Richard Thompson Ford’s new book, “The Race Card: How Bluffing about Bias Makes Race Relations Worse,” examines the fine line between ignoring the elephant and blaming everything on the beast. Ford, a Stanford law professor, leads the reader across this racial relations tightrope of discerning when “complaints of racial prejudice are valid and appropriate and when...they are exaggerated, paranoid, or simply dishonest” but never presents any truly satisfying answers.
The work’s premised on the idea that racism has become so socially unacceptable that accusations of racism carry enormous consequences. In a society where few overt racists remain, the gray area of what counts as racism has become larger than ever. This ambiguity makes it difficult to differentiate between real racism and unhappy circumstance.
Ford’s first chapter, “Racism without Racists,” illustrates how the continuing presence of racism but the lack of obvious perpetrators serves as a catalyst for playing the race card. With the dearth of out-and-out racists making it difficult to blame someone, the wrong people can fall victim to the race card and get unfairly punished.

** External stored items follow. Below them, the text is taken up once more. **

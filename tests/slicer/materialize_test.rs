//! End-to-end tests: compile, run against SQLite, and read the indexed table.

mod common;

use common::{midnight, traffic_db};
use slicer::database::{Database, SqliteDatabase, Value};
use slicer::slicer::{
    compile, execute, Dimension, MaterializeOptions, Pagination, Request, SlicerError, Table,
};
use slicer::sql::expr::{lit_str, sum, table_col, ExprExt};
use slicer::sql::query::{JoinType, SortDir, TableRef};
use slicer::sql::types::TimeUnit;

fn date_dimension() -> Dimension {
    Dimension::datetime("date", table_col("traffic", "dt"))
}

fn clicks_by_day(db: &SqliteDatabase) -> Request {
    let fields = date_dimension()
        .expand(None, |expr, unit| db.truncate_date(expr, unit))
        .unwrap();
    Request::new(TableRef::new("traffic"))
        .metric("clicks", sum(table_col("traffic", "clicks")))
        .dimension("date", fields)
}

fn run(db: &SqliteDatabase, request: &Request) -> Table {
    let compiled = compile(request, db.dialect()).unwrap();
    execute(&compiled, db, &MaterializeOptions::default()).unwrap()
}

// ============================================================================
// References
// ============================================================================

#[test]
fn test_week_over_week() {
    let db = traffic_db();
    let table = run(&db, &clicks_by_day(&db).reference("wow", "date"));

    assert_eq!(table.index(), ["date"]);
    assert_eq!(table.columns(), ["clicks", "clicks_wow"]);
    assert_eq!(table.len(), 4);

    assert_eq!(table.get(1, "date"), Some(&midnight(2024, 1, 8)));
    assert_eq!(table.get(1, "clicks"), Some(&Value::Int(120)));
    assert_eq!(table.get(1, "clicks_wow"), Some(&Value::Int(100)));

    // No prior week for the first day.
    assert_eq!(table.get(0, "clicks_wow"), Some(&Value::Null));
    assert_eq!(table.get(0, "date_wow"), None);
}

#[test]
fn test_delta_and_delta_percent() {
    let db = traffic_db();
    let request = clicks_by_day(&db)
        .reference("wow_d", "date")
        .reference("wow_p", "date");
    let table = run(&db, &request);

    assert_eq!(table.columns(), ["clicks", "clicks_wow_d", "clicks_wow_p"]);

    let deltas: Vec<&Value> = (0..table.len())
        .map(|i| table.get(i, "clicks_wow_d").unwrap())
        .collect();
    assert_eq!(
        deltas,
        [&Value::Null, &Value::Int(20), &Value::Int(-120), &Value::Int(30)]
    );

    assert_eq!(table.get(1, "clicks_wow_p"), Some(&Value::Float(0.2)));
    assert_eq!(table.get(2, "clicks_wow_p"), Some(&Value::Float(-1.0)));
    // Prior week summed to zero.
    assert_eq!(table.get(3, "clicks_wow_p"), Some(&Value::Null));
}

#[test]
fn test_reference_copy_reads_prior_period_rows() {
    let db = traffic_db();
    let request = clicks_by_day(&db)
        .filter(table_col("traffic", "dt").gte(lit_str("2024-01-08")))
        .reference("wow", "date");
    let table = run(&db, &request);

    assert_eq!(table.len(), 3);
    assert_eq!(table.get(0, "date"), Some(&midnight(2024, 1, 8)));
    // 2024-01-01 is outside the filter but inside the comparison period.
    assert_eq!(table.get(0, "clicks_wow"), Some(&Value::Int(100)));
    assert_eq!(table.get(2, "clicks_wow"), Some(&Value::Int(0)));
}

#[test]
fn test_reference_scoped_by_other_dimensions() {
    let db = traffic_db();
    let request = clicks_by_day(&db)
        .dimension(
            "device",
            Dimension::categorical("device", table_col("traffic", "device"))
                .expand(None, |expr, unit| db.truncate_date(expr, unit))
                .unwrap(),
        )
        .reference("wow", "date");
    let table = run(&db, &request);

    assert_eq!(table.index(), ["date", "device"]);
    // 2024-01-08 mobile compares against 2024-01-01 mobile only.
    assert_eq!(table.get(3, "device"), Some(&Value::from("mobile")));
    assert_eq!(table.get(3, "clicks"), Some(&Value::Int(50)));
    assert_eq!(table.get(3, "clicks_wow"), Some(&Value::Int(40)));
}

// ============================================================================
// Dimensions
// ============================================================================

#[test]
fn test_unique_dimension_labels_round_trip() {
    let db = traffic_db();
    let account = Dimension::unique(
        "account",
        vec![table_col("traffic", "account_id")],
        table_col("accounts", "name"),
    );
    let request = Request::new(TableRef::new("traffic"))
        .join(
            JoinType::Left,
            TableRef::new("accounts"),
            table_col("traffic", "account_id").eq(table_col("accounts", "id")),
        )
        .metric("clicks", sum(table_col("traffic", "clicks")))
        .dimension(
            "account",
            account
                .expand(None, |expr, unit| db.truncate_date(expr, unit))
                .unwrap(),
        );
    let table = run(&db, &request);

    assert_eq!(table.index(), ["account_id0", "account_label"]);
    assert_eq!(
        table.rows(),
        [
            vec![Value::Int(1), Value::from("Acme"), Value::Int(160)],
            vec![Value::Int(2), Value::from("Globex"), Value::Int(90)],
        ]
    );

    let row = &table.rows()[1];
    assert_eq!(account.display(&[&row[0], &row[1]]), Some("Globex".to_string()));
}

#[test]
fn test_monthly_buckets() {
    let db = traffic_db();
    let fields = date_dimension()
        .with_unit(TimeUnit::Month)
        .expand(None, |expr, unit| db.truncate_date(expr, unit))
        .unwrap();
    let request = Request::new(TableRef::new("traffic"))
        .metric("clicks", sum(table_col("traffic", "clicks")))
        .dimension("date", fields);
    let table = run(&db, &request);

    assert_eq!(table.len(), 1);
    assert_eq!(table.get(0, "date"), Some(&midnight(2024, 1, 1)));
    assert_eq!(table.get(0, "clicks"), Some(&Value::Int(250)));
}

// ============================================================================
// Ordering and errors
// ============================================================================

#[test]
fn test_explicit_order_is_kept() {
    let db = traffic_db();
    let request = clicks_by_day(&db).paginate(Pagination {
        limit: Some(2),
        offset: None,
        order: vec![("clicks".into(), SortDir::Desc)],
    });
    let table = run(&db, &request);

    assert_eq!(table.len(), 2);
    assert_eq!(table.get(0, "clicks"), Some(&Value::Int(120)));
    assert_eq!(table.get(1, "clicks"), Some(&Value::Int(100)));
}

#[test]
fn test_offset_pages_through_default_order() {
    let db = traffic_db();
    let request = clicks_by_day(&db).paginate(Pagination {
        limit: Some(2),
        offset: Some(2),
        order: vec![],
    });
    let table = run(&db, &request);

    assert_eq!(table.len(), 2);
    assert_eq!(table.get(0, "date"), Some(&midnight(2024, 1, 15)));
    assert_eq!(table.get(1, "date"), Some(&midnight(2024, 1, 22)));
}

#[test]
fn test_database_errors_propagate() {
    let db = traffic_db();
    let request = Request::new(TableRef::new("missing"))
        .metric("clicks", sum(table_col("missing", "clicks")));
    let compiled = compile(&request, db.dialect()).unwrap();
    assert!(matches!(
        execute(&compiled, &db, &MaterializeOptions::default()),
        Err(SlicerError::Database(_))
    ));
}

#[test]
fn test_rollup_rejected_before_execution() {
    let db = traffic_db();
    let request = clicks_by_day(&db).rollup("date");
    assert!(matches!(
        compile(&request, db.dialect()),
        Err(SlicerError::RollupNotSupported { .. })
    ));
}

As a result of the attention paid to racism and the punishments doled out to racists, comparing other types of persecution to racism elicits uproar. Other marginalized groups, such as homosexuals or obese people, identify their causes with the civil rights struggle to gain legitimacy. But Ford cautions against comparing something like gay marriage to miscegenation. Yes, it grabs people’s attention, and it may even silence opponents, but ultimately the comparison serves to undermine everyone’s struggle for greater rights and acceptance. The playing of the race card dilutes the next hand’s potency; racism becomes a nebulous, meaningless phrase.
And it is this issue that Ford confronts in the aptly named section “Defining Discrimination.” When racism can be nearly anything, then what does not count as discrimination? For Ford, discrimination does not work both ways; he has no time for those complaining about “reverse racism.” Rather, he focuses on how playing the race card ignores more substantive social goals.
“Contested Goals,” his next chapter, reaches the same conclusions as the one that comes before it, making it slightly superfluous. Once again he reiterates his belief that integration should be an essential goal for the current civil rights movement and that it all too often gets obscured by debates over quotas and themed college housing.
Unfortunately, “The Race Card” doesn’t tell us how any of these goals should be accomplished. It doesn’t help that Ford equivocates so that the problem one must solve eludes understanding. He presents information, then seems to switch it around, until one isn’t sure whether it’s racism or not.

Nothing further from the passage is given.